Rummenigge, the chairman of the European Club Association (ECA) and chief executive of Bayern Munich, said they had persuaded UEFA to delay the full implementation of the financial fair play rules from 2012 to 2015.
UEFA will assess clubs' finances over a rolling three-year period to ensure they comply with their new Financial Fair Play rules before they are allowed to take part in the Champions League or Europa League.
A UEFA proposal that only clubs with a turnover of 50 million euros should be subjected to the rules has been opposed by the ECA who say all clubs should be treated the same.
Rummenigge told reporters at the Soccerex business convention that 93 clubs from 53 countries had attended the ECA's General Assembly in Manchester and were unanimously agreed on the proposals.
"This really is a huge achievement," he said.
"After only two years of existence, the European Club Association has managed, together with UEFA, to set measures that will shape the future of European Club football into a more responsible business and ultimately a more sustainable one," he added.
The main points of agreement are that clubs must break-even over a three-year period with a limited equity injection which means that a rich owner has to have an equitable stake in a club rather than loaning it vast sums of money.

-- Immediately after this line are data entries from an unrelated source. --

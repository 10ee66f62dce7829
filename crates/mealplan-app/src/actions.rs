//! Action handlers: UpdateAction dispatch and background task spawning
//!
//! Every remote call runs as a task in a [`JoinSet`] and reports back through
//! the message channel. Finished tasks are reaped on each dispatch; anything
//! still running is aborted on [`ActionContext::shutdown`].

use tokio::sync::mpsc;
use tokio::task::JoinSet;
use tracing::{debug, warn};

use mealplan_api::RecipeSource;
use mealplan_core::{Error, Result};

use crate::debounce::Debouncer;
use crate::explorer::ExplorerQuery;
use crate::handler::{DebounceTarget, UpdateAction};
use crate::message::Message;
use crate::recipe_book::DetailRequest;

/// What the event loop needs to carry out actions
pub struct ActionContext<S> {
    msg_tx: mpsc::Sender<Message>,
    /// `None` in offline mode
    source: Option<S>,
    explorer_debounce: Debouncer,
    currency_debounce: Debouncer,
    tasks: JoinSet<()>,
}

impl<S> ActionContext<S>
where
    S: RecipeSource + Clone + Send + Sync + 'static,
{
    pub fn new(msg_tx: mpsc::Sender<Message>, source: Option<S>) -> Self {
        if source.is_none() {
            warn!("No recipe source configured; remote recipes are disabled");
        }
        Self {
            msg_tx,
            source,
            explorer_debounce: Debouncer::new(),
            currency_debounce: Debouncer::new(),
            tasks: JoinSet::new(),
        }
    }

    /// Execute an action, spawning background work where needed
    pub fn handle_action(&mut self, action: UpdateAction) {
        self.reap_finished();

        match action {
            UpdateAction::ScheduleDebounce {
                target,
                generation,
                delay,
            } => {
                let (debouncer, message) = match target {
                    DebounceTarget::Explorer => (
                        &mut self.explorer_debounce,
                        Message::ExplorerDebounceElapsed { generation },
                    ),
                    DebounceTarget::Currency => (
                        &mut self.currency_debounce,
                        Message::CurrencyDebounceElapsed { generation },
                    ),
                };
                debouncer.schedule(delay, message, self.msg_tx.clone());
            }

            UpdateAction::FetchExplorerPage { request } => {
                let Some(source) = self.source.clone() else {
                    self.report_offline(Message::ExplorerFailed {
                        request,
                        error: Error::Offline.to_string(),
                    });
                    return;
                };
                debug!("Fetching explorer page {} for {:?}", request.page, request.query);
                let tx = self.msg_tx.clone();
                self.tasks.spawn(async move {
                    let result = match &request.query {
                        ExplorerQuery::Search(query) => source.search_recipes(query).await,
                        ExplorerQuery::Category(category) => {
                            source.get_recipes_by_category(category).await
                        }
                    };
                    let msg = match result {
                        Ok(results) => Message::ExplorerResults { request, results },
                        Err(e) => Message::ExplorerFailed {
                            request,
                            error: e.to_string(),
                        },
                    };
                    deliver(&tx, msg).await;
                });
            }

            UpdateAction::FetchCategories => {
                let Some(source) = self.source.clone() else {
                    self.report_offline(Message::CategoriesFailed(Error::Offline.to_string()));
                    return;
                };
                let tx = self.msg_tx.clone();
                self.tasks.spawn(async move {
                    let msg = match source.get_categories().await {
                        Ok(categories) => Message::CategoriesLoaded(categories),
                        Err(e) => Message::CategoriesFailed(e.to_string()),
                    };
                    deliver(&tx, msg).await;
                });
            }

            UpdateAction::FetchRecipeDetail { request } => {
                let Some(source) = self.source.clone() else {
                    self.report_offline(Message::RecipeDetailFailed {
                        request,
                        error: Error::Offline.to_string(),
                    });
                    return;
                };
                let tx = self.msg_tx.clone();
                self.tasks.spawn(async move {
                    let result = match &request {
                        DetailRequest::Lookup(id) => source.get_recipe_by_id(id).await,
                        DetailRequest::Random => source.get_random_recipe().await,
                    };
                    let msg = match result {
                        Ok(recipe) => Message::RecipeDetailLoaded { request, recipe },
                        Err(e) => Message::RecipeDetailFailed {
                            request,
                            error: e.to_string(),
                        },
                    };
                    deliver(&tx, msg).await;
                });
            }
        }
    }

    /// Remote calls still running
    pub fn in_flight(&mut self) -> usize {
        self.reap_finished();
        self.tasks.len()
    }

    /// Cancel timers and abort every outstanding task
    pub fn shutdown(&mut self) {
        self.explorer_debounce.cancel();
        self.currency_debounce.cancel();
        if !self.tasks.is_empty() {
            debug!("Aborting {} background task(s)", self.tasks.len());
        }
        self.tasks.abort_all();
    }

    fn reap_finished(&mut self) {
        while let Some(result) = self.tasks.try_join_next() {
            if let Err(e) = result {
                if e.is_panic() {
                    warn!("Background task panicked: {}", e);
                }
            }
        }
    }

    fn report_offline(&self, message: Message) {
        debug!("Offline; skipping remote request");
        let sent = self
            .msg_tx
            .try_send(message)
            .map_err(|e| Error::channel_send(e.to_string()));
        if let Err(e) = sent {
            warn!("Failed to report offline request: {}", e);
        }
    }
}

/// Hand a task's result back to the update loop
async fn send_result(tx: &mpsc::Sender<Message>, message: Message) -> Result<()> {
    tx.send(message)
        .await
        .map_err(|e| Error::channel_send(e.to_string()))
}

/// Like [`send_result`], for tasks with nowhere to propagate to. The loop
/// only stops listening while shutting down, so a failure is just logged.
async fn deliver(tx: &mpsc::Sender<Message>, message: Message) {
    if let Err(e) = send_result(tx, message).await {
        debug!("Dropping background result: {}", e);
    }
}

Clubs will not be able to owe each other money, nor will they be allowed to compete in Europe if it has not paid either its players or non-playing staff.
There will also be a phased implementation over five years with a transition period going from 2012 to 2015, which will allow clubs in all sorts of different situations to adapt.
The clubs also discussed a proposal to limit their squads to 25 players with unlimited under-21 players per team at national and European level.
The ECA also agreed proposals to tackle the amount of money paid out to agents.
David Gill, the chief executive of Manchester United and an ECA board member, told a news conference that despite United's owners having debts of 716.5 million pounds, United would not fall foul of the new rules.
The reason for that is that United are solvent and make enough money to pay the interest on their debts, Gill said.
"We have seen what the proposals are and we would meet the financial break even rules," he said.
"We as Manchester United have always been run professionally and will continue to be run professionally."